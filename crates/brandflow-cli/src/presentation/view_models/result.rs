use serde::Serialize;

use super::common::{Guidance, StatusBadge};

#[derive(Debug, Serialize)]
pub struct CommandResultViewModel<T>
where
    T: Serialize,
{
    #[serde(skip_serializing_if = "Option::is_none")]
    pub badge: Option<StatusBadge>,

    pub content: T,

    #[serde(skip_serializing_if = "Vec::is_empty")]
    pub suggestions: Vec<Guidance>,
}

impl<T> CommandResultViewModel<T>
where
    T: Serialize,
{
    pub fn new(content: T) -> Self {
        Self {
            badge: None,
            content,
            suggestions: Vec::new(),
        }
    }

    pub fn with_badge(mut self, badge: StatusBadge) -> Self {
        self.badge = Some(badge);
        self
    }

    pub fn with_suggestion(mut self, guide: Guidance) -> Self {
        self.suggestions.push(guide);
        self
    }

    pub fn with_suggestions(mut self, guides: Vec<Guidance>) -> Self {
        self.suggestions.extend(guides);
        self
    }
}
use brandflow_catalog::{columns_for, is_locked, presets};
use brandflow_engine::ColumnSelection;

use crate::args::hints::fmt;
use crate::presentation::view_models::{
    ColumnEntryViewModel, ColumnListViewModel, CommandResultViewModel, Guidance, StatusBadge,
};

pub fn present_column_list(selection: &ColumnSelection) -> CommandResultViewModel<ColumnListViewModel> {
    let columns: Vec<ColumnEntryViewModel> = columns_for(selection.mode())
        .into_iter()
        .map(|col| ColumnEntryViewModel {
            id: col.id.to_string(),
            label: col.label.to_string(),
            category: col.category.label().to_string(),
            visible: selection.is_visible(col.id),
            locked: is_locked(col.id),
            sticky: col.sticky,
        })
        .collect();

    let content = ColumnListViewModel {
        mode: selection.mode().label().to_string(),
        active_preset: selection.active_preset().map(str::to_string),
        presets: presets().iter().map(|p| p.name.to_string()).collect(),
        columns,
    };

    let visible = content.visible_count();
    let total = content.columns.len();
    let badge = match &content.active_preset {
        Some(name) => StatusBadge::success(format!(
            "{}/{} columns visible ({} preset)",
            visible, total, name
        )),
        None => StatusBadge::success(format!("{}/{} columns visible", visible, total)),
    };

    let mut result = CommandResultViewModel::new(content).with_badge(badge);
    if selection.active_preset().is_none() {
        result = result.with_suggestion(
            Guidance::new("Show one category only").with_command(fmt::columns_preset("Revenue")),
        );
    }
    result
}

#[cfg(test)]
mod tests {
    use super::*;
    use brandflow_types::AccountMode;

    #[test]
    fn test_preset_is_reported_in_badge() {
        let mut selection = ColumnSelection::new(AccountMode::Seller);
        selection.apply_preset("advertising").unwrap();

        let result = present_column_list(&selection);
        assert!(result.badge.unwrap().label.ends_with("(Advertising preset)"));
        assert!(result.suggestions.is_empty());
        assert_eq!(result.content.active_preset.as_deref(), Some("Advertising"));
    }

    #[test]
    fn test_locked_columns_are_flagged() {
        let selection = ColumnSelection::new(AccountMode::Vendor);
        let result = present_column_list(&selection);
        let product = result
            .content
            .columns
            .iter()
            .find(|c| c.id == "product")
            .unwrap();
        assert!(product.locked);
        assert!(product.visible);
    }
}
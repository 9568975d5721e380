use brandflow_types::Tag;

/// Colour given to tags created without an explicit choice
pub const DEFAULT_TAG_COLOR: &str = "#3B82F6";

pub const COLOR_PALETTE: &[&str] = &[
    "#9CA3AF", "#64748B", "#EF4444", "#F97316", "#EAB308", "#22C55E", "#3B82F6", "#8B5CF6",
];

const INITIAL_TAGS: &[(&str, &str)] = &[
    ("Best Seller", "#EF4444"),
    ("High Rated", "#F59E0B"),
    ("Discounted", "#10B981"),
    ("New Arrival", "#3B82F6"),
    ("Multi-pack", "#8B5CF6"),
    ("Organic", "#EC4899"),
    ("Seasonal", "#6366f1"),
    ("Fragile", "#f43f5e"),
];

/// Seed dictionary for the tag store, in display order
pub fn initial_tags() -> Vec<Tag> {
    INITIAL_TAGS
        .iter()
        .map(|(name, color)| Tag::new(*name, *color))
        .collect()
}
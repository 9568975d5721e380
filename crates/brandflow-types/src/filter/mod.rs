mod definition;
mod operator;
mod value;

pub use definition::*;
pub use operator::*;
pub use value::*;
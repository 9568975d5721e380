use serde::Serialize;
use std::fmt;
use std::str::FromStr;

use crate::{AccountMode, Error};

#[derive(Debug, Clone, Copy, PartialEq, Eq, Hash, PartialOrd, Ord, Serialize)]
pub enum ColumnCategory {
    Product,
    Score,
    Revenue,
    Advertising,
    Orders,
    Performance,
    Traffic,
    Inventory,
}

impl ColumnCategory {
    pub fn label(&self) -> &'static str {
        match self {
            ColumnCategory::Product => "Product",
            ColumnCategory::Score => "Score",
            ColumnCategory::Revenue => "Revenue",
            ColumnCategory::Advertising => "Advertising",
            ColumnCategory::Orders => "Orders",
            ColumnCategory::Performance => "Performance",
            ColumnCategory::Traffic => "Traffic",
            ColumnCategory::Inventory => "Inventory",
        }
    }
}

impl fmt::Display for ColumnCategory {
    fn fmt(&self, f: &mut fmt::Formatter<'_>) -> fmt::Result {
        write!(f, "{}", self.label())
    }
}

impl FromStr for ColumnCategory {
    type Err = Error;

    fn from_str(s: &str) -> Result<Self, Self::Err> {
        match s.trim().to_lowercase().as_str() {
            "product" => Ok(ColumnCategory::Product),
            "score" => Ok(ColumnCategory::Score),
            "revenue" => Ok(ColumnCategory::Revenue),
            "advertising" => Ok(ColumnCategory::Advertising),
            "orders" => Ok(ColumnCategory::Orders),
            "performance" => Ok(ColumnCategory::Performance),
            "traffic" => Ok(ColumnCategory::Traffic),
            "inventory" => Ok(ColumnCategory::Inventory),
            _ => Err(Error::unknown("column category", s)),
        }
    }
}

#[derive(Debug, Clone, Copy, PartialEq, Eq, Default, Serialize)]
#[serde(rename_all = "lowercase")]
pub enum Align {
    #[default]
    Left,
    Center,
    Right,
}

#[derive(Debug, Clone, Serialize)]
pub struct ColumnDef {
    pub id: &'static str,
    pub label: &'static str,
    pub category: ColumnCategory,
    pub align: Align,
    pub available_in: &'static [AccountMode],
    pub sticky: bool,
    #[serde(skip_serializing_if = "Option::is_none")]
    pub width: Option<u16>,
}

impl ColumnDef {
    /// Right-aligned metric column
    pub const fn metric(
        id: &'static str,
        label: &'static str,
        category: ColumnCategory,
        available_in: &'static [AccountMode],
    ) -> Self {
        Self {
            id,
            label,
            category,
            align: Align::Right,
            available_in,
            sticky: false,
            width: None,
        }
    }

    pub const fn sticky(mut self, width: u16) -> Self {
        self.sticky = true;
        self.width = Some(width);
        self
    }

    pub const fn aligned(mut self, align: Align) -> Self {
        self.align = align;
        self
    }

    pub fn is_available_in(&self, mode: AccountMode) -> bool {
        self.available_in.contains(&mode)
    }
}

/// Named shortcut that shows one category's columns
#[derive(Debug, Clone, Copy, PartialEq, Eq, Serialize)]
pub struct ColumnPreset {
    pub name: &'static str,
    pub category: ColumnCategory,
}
==
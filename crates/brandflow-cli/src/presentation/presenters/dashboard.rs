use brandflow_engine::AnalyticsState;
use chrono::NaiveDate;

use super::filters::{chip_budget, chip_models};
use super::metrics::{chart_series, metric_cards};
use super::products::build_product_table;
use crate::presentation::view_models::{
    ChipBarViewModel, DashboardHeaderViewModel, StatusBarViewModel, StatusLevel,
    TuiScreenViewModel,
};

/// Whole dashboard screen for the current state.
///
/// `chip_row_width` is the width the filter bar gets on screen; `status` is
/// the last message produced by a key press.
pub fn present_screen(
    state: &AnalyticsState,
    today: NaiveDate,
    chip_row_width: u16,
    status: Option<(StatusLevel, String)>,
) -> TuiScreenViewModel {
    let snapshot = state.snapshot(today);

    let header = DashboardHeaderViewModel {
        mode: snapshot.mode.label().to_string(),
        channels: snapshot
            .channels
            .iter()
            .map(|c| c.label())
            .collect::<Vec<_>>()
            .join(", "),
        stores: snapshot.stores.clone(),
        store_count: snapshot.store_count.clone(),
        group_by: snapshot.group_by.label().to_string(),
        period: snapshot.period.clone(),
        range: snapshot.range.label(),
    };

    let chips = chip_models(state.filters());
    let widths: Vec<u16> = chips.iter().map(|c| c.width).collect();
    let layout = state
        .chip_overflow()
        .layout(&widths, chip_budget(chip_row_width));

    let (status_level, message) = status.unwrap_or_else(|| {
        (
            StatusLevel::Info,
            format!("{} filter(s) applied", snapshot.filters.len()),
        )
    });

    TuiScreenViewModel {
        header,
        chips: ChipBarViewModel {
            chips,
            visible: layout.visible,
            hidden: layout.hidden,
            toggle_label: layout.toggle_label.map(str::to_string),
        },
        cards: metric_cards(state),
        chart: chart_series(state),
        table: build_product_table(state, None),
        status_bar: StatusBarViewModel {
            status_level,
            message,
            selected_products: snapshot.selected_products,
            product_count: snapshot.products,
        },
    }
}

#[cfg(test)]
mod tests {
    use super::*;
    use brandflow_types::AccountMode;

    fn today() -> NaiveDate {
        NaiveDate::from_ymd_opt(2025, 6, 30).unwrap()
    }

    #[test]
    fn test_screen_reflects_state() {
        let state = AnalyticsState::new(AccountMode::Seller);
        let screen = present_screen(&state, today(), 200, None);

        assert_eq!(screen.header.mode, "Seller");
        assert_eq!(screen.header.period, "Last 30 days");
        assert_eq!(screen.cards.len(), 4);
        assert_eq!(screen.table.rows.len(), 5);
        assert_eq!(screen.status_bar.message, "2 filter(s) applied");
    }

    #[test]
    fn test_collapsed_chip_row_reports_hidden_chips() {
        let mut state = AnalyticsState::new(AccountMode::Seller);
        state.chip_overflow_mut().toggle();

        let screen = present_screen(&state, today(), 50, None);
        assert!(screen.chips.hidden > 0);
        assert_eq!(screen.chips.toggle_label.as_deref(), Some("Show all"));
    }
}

• _YOUR TASK_: Where a line contains the word "sticky", copy that line from the listing above.

• _WRITTEN SOLUTION_:
            sticky: col.sticky,
    pub sticky: bool,
            sticky: false,
    pub const fn sticky(mut self, width: u16) -> Self {
        self.sticky = true;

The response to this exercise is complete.